What is required:
Within the material, how many of the lines include the word "Levittown"? State only that number.

Start of Material to process

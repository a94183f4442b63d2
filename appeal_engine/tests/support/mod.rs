#![allow(dead_code)]

use std::{
    sync::{
        atomic::{AtomicUsize, Ordering},
        Arc,
    },
    time::Duration,
};

use appeal_engine::{
    db_types::{Order, OrderId, OrderStatusType, PrecheckId, ReportId},
    events::EventProducers,
    order_objects::{CreateOrderRequest, PaymentEvent},
    precheck_objects::PrecheckRequest,
    snapshot::ReportSnapshot,
    OrderFlowApi,
    PrecheckApi,
    RenderError,
    ReportRenderer,
    RequestContext,
    SqliteDatabase,
    SystemConfig,
};
use property_data::{DataSourceResult, FixtureProvider, PropertyDataSource, PropertyLookup, ProviderTimeouts};

/// Serves the deterministic fixture and counts the calls it receives.
#[derive(Clone, Default)]
pub struct CountingGateway {
    calls: Arc<AtomicUsize>,
    delay: Option<Duration>,
}

impl CountingGateway {
    pub fn slow(delay: Duration) -> Self {
        Self { calls: Arc::default(), delay: Some(delay) }
    }

    pub fn calls(&self) -> usize {
        self.calls.load(Ordering::SeqCst)
    }
}

impl PropertyDataSource for CountingGateway {
    async fn fetch(&self, _lookup: &PropertyLookup, _timeouts: &ProviderTimeouts) -> DataSourceResult {
        self.calls.fetch_add(1, Ordering::SeqCst);
        if let Some(delay) = self.delay {
            tokio::time::sleep(delay).await;
        }
        FixtureProvider.fetch()
    }
}

/// Renders successfully unless told to fail, and counts its calls.
#[derive(Clone, Default)]
pub struct ScriptedRenderer {
    calls: Arc<AtomicUsize>,
    failures_left: Arc<AtomicUsize>,
}

impl ScriptedRenderer {
    pub fn failing(times: usize) -> Self {
        Self { calls: Arc::default(), failures_left: Arc::new(AtomicUsize::new(times)) }
    }

    pub fn calls(&self) -> usize {
        self.calls.load(Ordering::SeqCst)
    }

    pub fn recover(&self) {
        self.failures_left.store(0, Ordering::SeqCst);
    }
}

impl ReportRenderer for ScriptedRenderer {
    async fn render(&self, report_id: &ReportId, _snapshot: &ReportSnapshot) -> Result<String, RenderError> {
        self.calls.fetch_add(1, Ordering::SeqCst);
        let remaining = self.failures_left.load(Ordering::SeqCst);
        if remaining > 0 {
            self.failures_left.store(remaining - 1, Ordering::SeqCst);
            return Err(RenderError::Unavailable("renderer is down".into()));
        }
        Ok(format!("https://files.example.com/reports/{report_id}.pdf"))
    }
}

pub fn request(place_id: &str, score: i64) -> PrecheckRequest {
    PrecheckRequest {
        place_id: place_id.to_string(),
        formatted_address: format!("{place_id} Test Ln, Levittown, NY 11756"),
        street_number: Some("1".into()),
        route: Some("Test Ln".into()),
        locality: Some("Levittown".into()),
        postal_code: Some("11756".into()),
        country: Some("US".into()),
        unit_number: None,
        lat: 40.7259,
        lng: -73.5143,
        address_quality_score: score,
        confirmed_by_user: false,
    }
}

pub fn precheck_api(db: &SqliteDatabase, gateway: &CountingGateway) -> PrecheckApi<SqliteDatabase, CountingGateway> {
    PrecheckApi::new(db.clone(), gateway.clone(), EventProducers::default())
}

pub fn config() -> SystemConfig {
    SystemConfig::default()
}

pub fn unknown_order() -> OrderId {
    OrderId::from("no-such-order")
}

/// Runs an eligible precheck for `user_id` and returns its id.
pub async fn eligible_precheck(db: &SqliteDatabase, user_id: &str, place_id: &str) -> PrecheckId {
    let api = precheck_api(db, &CountingGateway::default());
    let outcome = api
        .execute(user_id, &request(place_id, 95), &config(), &RequestContext::system())
        .await
        .expect("precheck failed");
    assert!(outcome.precheck.is_eligible());
    outcome.precheck.id
}

pub fn order_request(precheck_id: PrecheckId) -> CreateOrderRequest {
    CreateOrderRequest { precheck_id, legal_accepted_at: chrono::Utc::now(), disclaimer_version: "d1".into() }
}

/// An eligible precheck, ordered and paid for by `user_id`.
pub async fn paid_order(db: &SqliteDatabase, user_id: &str, place_id: &str) -> Order {
    let precheck_id = eligible_precheck(db, user_id, place_id).await;
    let flow = OrderFlowApi::new(db.clone(), EventProducers::default());
    let ctx = RequestContext::system();
    let order = flow.create_order(user_id, &order_request(precheck_id), &ctx).await.expect("order failed");
    let payment_ref = format!("pay_{place_id}");
    flow.attach_payment_ref(&order.id, &payment_ref).await.expect("attach failed");
    let event = PaymentEvent::new(payment_ref, None);
    let outcome = flow.handle_payment_succeeded(&event, &ctx).await.expect("payment failed");
    let order = outcome.order().cloned().expect("no order");
    assert_eq!(order.status, OrderStatusType::Paid);
    order
}
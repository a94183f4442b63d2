use chrono::{Months, NaiveDate, Utc};

use crate::{ComparableSale, County, DataSourceResult, DataSourceTag, PropertyFacts};

/// Deterministic Long Island sample data, used when no provider is configured or every provider call failed.
///
/// Six comps, five of which sold below the subject's assessed value of $450,000. Sale dates are relative to the
/// reference date so the comps always fall inside a twelve-month age window.
#[derive(Debug, Clone, Copy, Default)]
pub struct FixtureProvider;

impl FixtureProvider {
    pub fn fetch(&self) -> DataSourceResult {
        self.fetch_as_of(Utc::now().date_naive())
    }

    pub fn fetch_as_of(&self, today: NaiveDate) -> DataSourceResult {
        let months_ago = |n: u32| today.checked_sub_months(Months::new(n)).unwrap_or(today);
        let property = PropertyFacts {
            assessed_value: Some(450_000),
            assessment_year: Some(2024),
            parcel_id: Some("2089-22-108-00120".to_string()),
            beds: Some(4),
            baths: Some(2.5),
            sqft: Some(2_200),
            year_built: Some(2001),
            county: County::Nassau,
        };
        let comp = |address: &str, price: i64, months: u32, layout: (i32, f64, i64), distance: f64, similarity: f64| {
            ComparableSale::new(address, price, months_ago(months), DataSourceTag::Mock)
                .with_layout(layout.0, layout.1, layout.2)
                .with_distance(distance)
                .with_similarity(similarity)
        };
        let comps = vec![
            comp("42 Maple Ave, Levittown, NY 11756", 385_000, 2, (3, 2.0, 1_980), 0.3, 0.92),
            comp("118 Oak St, Wantagh, NY 11793", 410_000, 3, (4, 2.0, 2_100), 0.5, 0.88),
            comp("7 Birch Ln, East Meadow, NY 11554", 430_000, 1, (4, 2.5, 2_250), 0.6, 0.95),
            comp("305 Hempstead Tpke, Levittown, NY 11756", 395_000, 5, (3, 2.0, 1_850), 0.8, 0.82),
            comp("91 Cedar Rd, Seaford, NY 11783", 475_000, 2, (4, 3.0, 2_400), 0.9, 0.78),
            comp("22 Elm Dr, Bellmore, NY 11710", 440_000, 4, (4, 2.5, 2_150), 0.7, 0.90),
        ];
        DataSourceResult { property, comps, source: DataSourceTag::Mock }
    }
}
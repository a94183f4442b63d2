use std::sync::atomic::Ordering;

use cucumber::given;

use crate::cucumber::{appeal_world::AppealSystem, AppealWorld};

#[given("a fresh install")]
async fn fresh_database(world: &mut AppealWorld) {
    let system = AppealSystem::new().await;
    world.system = Some(system);
}

#[given("the renderer is down")]
async fn renderer_down(world: &mut AppealWorld) {
    world.system().renderer.down.store(true, Ordering::SeqCst);
}

#[given(expr = "the daily precheck limit is {int}")]
async fn daily_limit(world: &mut AppealWorld, limit: i64) {
    world.system.as_mut().expect("System not initialised").config.free_daily_limit = limit;
}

End of Material to process

Exercise output:
4